▶ [DESCRIPTION OF THE TASK]:
From the data that follows, report how many lines hold the string "total", giving only the number.

──────── RECORD SET ────────

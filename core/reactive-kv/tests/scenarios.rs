//! End-to-end scenarios (§8): one test per named scenario, driven entirely
//! through the `Server` façade.

use reactive_kv::Server;

#[test]
fn scenario_copy() {
    let mut s = Server::default();
    s.create_table("posts");
    s.create_table("timeline");
    s.add_join(
        "timeline",
        "source posts|U:5|ID:1|\nsink timeline|U:5|ID:1|\ncopy",
    )
    .unwrap();

    s.insert("posts", b"posts|alice|1|", b"hi").unwrap();
    assert_eq!(s.get("timeline", b"timeline|alice|1|").unwrap().as_bytes(), b"hi");

    s.erase("posts", b"posts|alice|1|").unwrap();
    assert!(s.get("timeline", b"timeline|alice|1|").is_none());
}

#[test]
fn scenario_count() {
    let mut s = Server::default();
    s.create_table("events");
    s.create_table("cnt");
    s.add_join("cnt", "source events|T:2|U:1|\nsink cnt|T:2|\ncount").unwrap();

    s.insert("events", b"events|T1|a|", b"1").unwrap();
    s.insert("events", b"events|T1|b|", b"1").unwrap();
    s.insert("events", b"events|T2|x|", b"1").unwrap();

    assert_eq!(s.get("cnt", b"cnt|T1|").unwrap().as_bytes(), b"2");
    assert_eq!(s.get("cnt", b"cnt|T2|").unwrap().as_bytes(), b"1");

    s.erase("events", b"events|T1|a|").unwrap();
    assert_eq!(s.get("cnt", b"cnt|T1|").unwrap().as_bytes(), b"1");
}

#[test]
fn scenario_min() {
    let mut s = Server::default();
    s.create_table("scores");
    s.create_table("lo");
    s.add_join("lo", "source scores|G:2|U:2|\nsink lo|G:2|\nmin").unwrap();

    s.insert("scores", b"scores|g1|u1|", b"7").unwrap();
    s.insert("scores", b"scores|g1|u2|", b"3").unwrap();
    s.insert("scores", b"scores|g1|u3|", b"9").unwrap();
    assert_eq!(s.get("lo", b"lo|g1|").unwrap().as_bytes(), b"3");

    // Insert-updating u2 raises the minimum to 5.
    s.insert("scores", b"scores|g1|u2|", b"5").unwrap();
    assert_eq!(s.get("lo", b"lo|g1|").unwrap().as_bytes(), b"5");
}

#[test]
fn scenario_sum_with_update() {
    let mut s = Server::default();
    s.create_table("balances");
    s.create_table("total");
    s.add_join("total", "source balances|A:1|U:2|\nsink total|A:1|\nsum").unwrap();

    s.insert("balances", b"balances|a|u1|", b"10").unwrap();
    s.insert("balances", b"balances|a|u2|", b"5").unwrap();
    assert_eq!(s.get("total", b"total|a|").unwrap().as_bytes(), b"15");

    s.insert("balances", b"balances|a|u1|", b"7").unwrap();
    assert_eq!(s.get("total", b"total|a|").unwrap().as_bytes(), b"12");

    s.erase("balances", b"balances|a|u2|").unwrap();
    assert_eq!(s.get("total", b"total|a|").unwrap().as_bytes(), b"7");
}

/// §8 scenario 5 ("lazy materialization") as realized here: `add_join`
/// backfills eagerly rather than on first scan (see DESIGN.md's deviation
/// note), so this asserts the equivalent observable guarantee — every row
/// present before `add_join` is reflected in the sink immediately, with no
/// separate seeding step required from the caller.
#[test]
fn scenario_backfill_reflects_preexisting_rows() {
    let mut s = Server::default();
    s.create_table("posts");
    s.create_table("timeline");

    for i in 0..100u32 {
        let key = format!("posts|{:05}|{}|", i, i);
        s.insert("posts", key.as_bytes(), b"v").unwrap();
    }

    s.add_join(
        "timeline",
        "source posts|U:5|ID:10|\nsink timeline|U:5|ID:10|\ncopy",
    )
    .unwrap();

    for i in 0..100u32 {
        let key = format!("timeline|{:05}|{}|", i, i);
        assert_eq!(s.get("timeline", key.as_bytes()).unwrap().as_bytes(), b"v");
    }

    let rows = s.scan("timeline", b"timeline|\x00", b"timeline|\xff");
    assert_eq!(rows.len(), 100);
    assert_eq!(s.count("timeline", b"timeline|\x00", b"timeline|\xff"), 100);
}

#[test]
fn scenario_range_index_overlap_matches_naive_scan() {
    use rand::rngs::StdRng;
    use rand::{Rng, SeedableRng};
    use reactive_kv::join::{Aggregation, Join};
    use reactive_kv::pattern::{Match, Pattern};
    use reactive_kv::range_index::RangeIndex;
    use reactive_kv::source_range::SourceRange;
    use smallvec::SmallVec;
    use std::cell::RefCell;
    use std::rc::Rc;

    let mut rng = StdRng::seed_from_u64(42);
    let join = Rc::new(
        Join::new(
            "t".into(),
            vec![Pattern::parse("t|T:4|").unwrap()],
            Pattern::parse("s|T:4|").unwrap(),
            Aggregation::Copy,
            None,
        )
        .unwrap(),
    );

    let mut index = RangeIndex::new();
    let mut reference: Vec<(Vec<u8>, Vec<u8>)> = Vec::new();

    let mut make_range = |lo: u32, hi: u32| -> (Vec<u8>, Vec<u8>) {
        (lo.to_be_bytes().to_vec(), hi.to_be_bytes().to_vec())
    };

    // 1000 disjoint ranges, each 100 wide, spaced out to avoid overlap.
    for i in 0..1000u32 {
        let lo = i * 200;
        let hi = lo + 100;
        let (lo_b, hi_b) = make_range(lo, hi);
        reference.push((lo_b.clone(), hi_b.clone()));
        let sr = Rc::new(RefCell::new(SourceRange::new(
            i as u64,
            Rc::clone(&join),
            Match::new(),
            SmallVec::from_slice(&lo_b),
            SmallVec::from_slice(&hi_b),
            Vec::new(),
        )));
        index.insert(sr);
    }

    // 1000 ranges at random, possibly-overlapping positions.
    for i in 0..1000u32 {
        let lo: u32 = rng.gen_range(0..200_000);
        let hi = lo + rng.gen_range(1..500);
        let (lo_b, hi_b) = make_range(lo, hi);
        reference.push((lo_b.clone(), hi_b.clone()));
        let sr = Rc::new(RefCell::new(SourceRange::new(
            1000 + i as u64,
            Rc::clone(&join),
            Match::new(),
            SmallVec::from_slice(&lo_b),
            SmallVec::from_slice(&hi_b),
            Vec::new(),
        )));
        index.insert(sr);
    }

    for _ in 0..10_000 {
        let probe: u32 = rng.gen_range(0..220_000);
        let probe_b = probe.to_be_bytes();

        let expected: usize = reference
            .iter()
            .filter(|(lo, hi)| lo.as_slice() <= probe_b.as_slice() && probe_b.as_slice() < hi.as_slice())
            .count();
        let actual = index.overlap(&probe_b).len();
        assert_eq!(actual, expected, "mismatch at probe {probe}");
    }
}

────────

▶ [TASK ANSWER]:
5